Grants to Kristina Johnell and Chengxuan Qiu from the Swedish Research Council

4 November, 2015 in subject Okategoriserade

We proudly present and congratulate Kristina Johnell and Chengxuan Qiu for being awarded grants from the Swedish Research Council. See below descriptions of the projects:
Photo - Stefan ZimmermanKristina Johnell: Optimizing drug treatment in old age: a novel translational research project
A major challenge in health care is the lack of knowledge about harmful effects of multiple (i.e. polypharmacy) and inappropriate drug treatment in old age. Randomized clinical trials typically exclude patients at advanced ages with polypharmacy and co-morbidities. Hence, there is an urgent need for evidence of the benefits and harms of drug treatment in old age to support balanced drug prescribing and to enhance patient safety.
In this translational research project, we will integrate epidemiological findings with experimental basic science to provide evidence for optimal drug treatment in old age. The findings obtained from the epidemiological part will be mimicked in experimental models to investigate biological, functional and psychological outcomes of polypharmacy and inappropriate drug use and to identify biomarkers for adverse effects of drugs in old age. A special focus will be on dementia, because these patients suffer from an increased risk of adverse drug reactions.
The ultimate goal of this project is to contribute to improved health and well-being of older people who receive multiple medications. To our knowledge, we are the first to approach the challenges of drug treatment in old age with the proposed translational design. We anticipate that our findings will be directly applicable to clinical guidelines.
Chengxuan QiuChengxuan Qiu: The role of cerebral small vessel disease in cognitive aging
In the last decade, evidence has been accumulating that cardiovascular risk factors (e.g., smoking, hypertension, and diabetes) are associated with cognitive impairment and dementia, yet the pathophysiological mechanisms are poorly understood. It has been hypothesized that cardiovascular risk factors contribute to cognitive deterioration and dementia through their impacts on cerebral small blood vessels. We have a unique opportunity to test this hypothesis by using data from two large-scale, longitudinal population-based, multidisciplinary imaging studies of older adults living in central Stockholm, Sweden and in Reykjavik, Iceland. In both studies, epidemiological, clinical, psychological, genetic, and brain imaging data were available.
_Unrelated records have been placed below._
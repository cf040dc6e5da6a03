pub mod acquire;
pub mod config;
pub mod extract;
pub mod models;
pub mod orchestrator;
pub mod utils;
pub mod web;

// Re-export commonly used types
pub use config::AppConfig;
pub use models::{AcquisitionResult, ProductRecord};
pub use orchestrator::Orchestrator;
pub use utils::error::AppError;

pub type Result<T> = std::result::Result<T, AppError>;
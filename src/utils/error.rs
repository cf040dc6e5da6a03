use thiserror::Error;

/// Classified faults from a single acquisition strategy.
///
/// Each acquirer folds its lower-layer failures into exactly one of these
/// before returning, so the orchestrator only ever sees classified faults.
#[derive(Error, Debug)]
pub enum AcquireError {
    #[error("network failure: {0}")]
    Network(#[from] reqwest::Error),

    #[error("unexpected status: {0}")]
    Status(reqwest::StatusCode),

    #[error("browser launch failed: {0}")]
    Launch(String),

    #[error("navigation failed: {0}")]
    Navigation(String),

    #[error("content container did not appear: {0}")]
    SelectorWait(String),

    #[error("in-page extraction failed: {0}")]
    Extract(String),
}

#[derive(Error, Debug)]
pub enum AppError {
    #[error("no products found")]
    NoProductsFound,

    #[error("configuration error: {0}")]
    Config(#[from] config::ConfigError),

    #[error("IO error: {0}")]
    Io(#[from] std::io::Error),
}

// Result type alias for convenience
pub type Result<T> = std::result::Result<T, AppError>;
This project will help to advance our understanding of the etiological role of cerebral small vessel disease in cognitive disorders in old age. Findings from this project will facilitate the development of preventive and therapeutic intervention approaches that will eventually lead to delayed onset of cognitive impairment and dementia. This is particularly relevant given that dementia, as a major public health concern in the aging society, significantly decreases quality of life and increases social care costs, whereas there is currently no cure for the dementing disorder.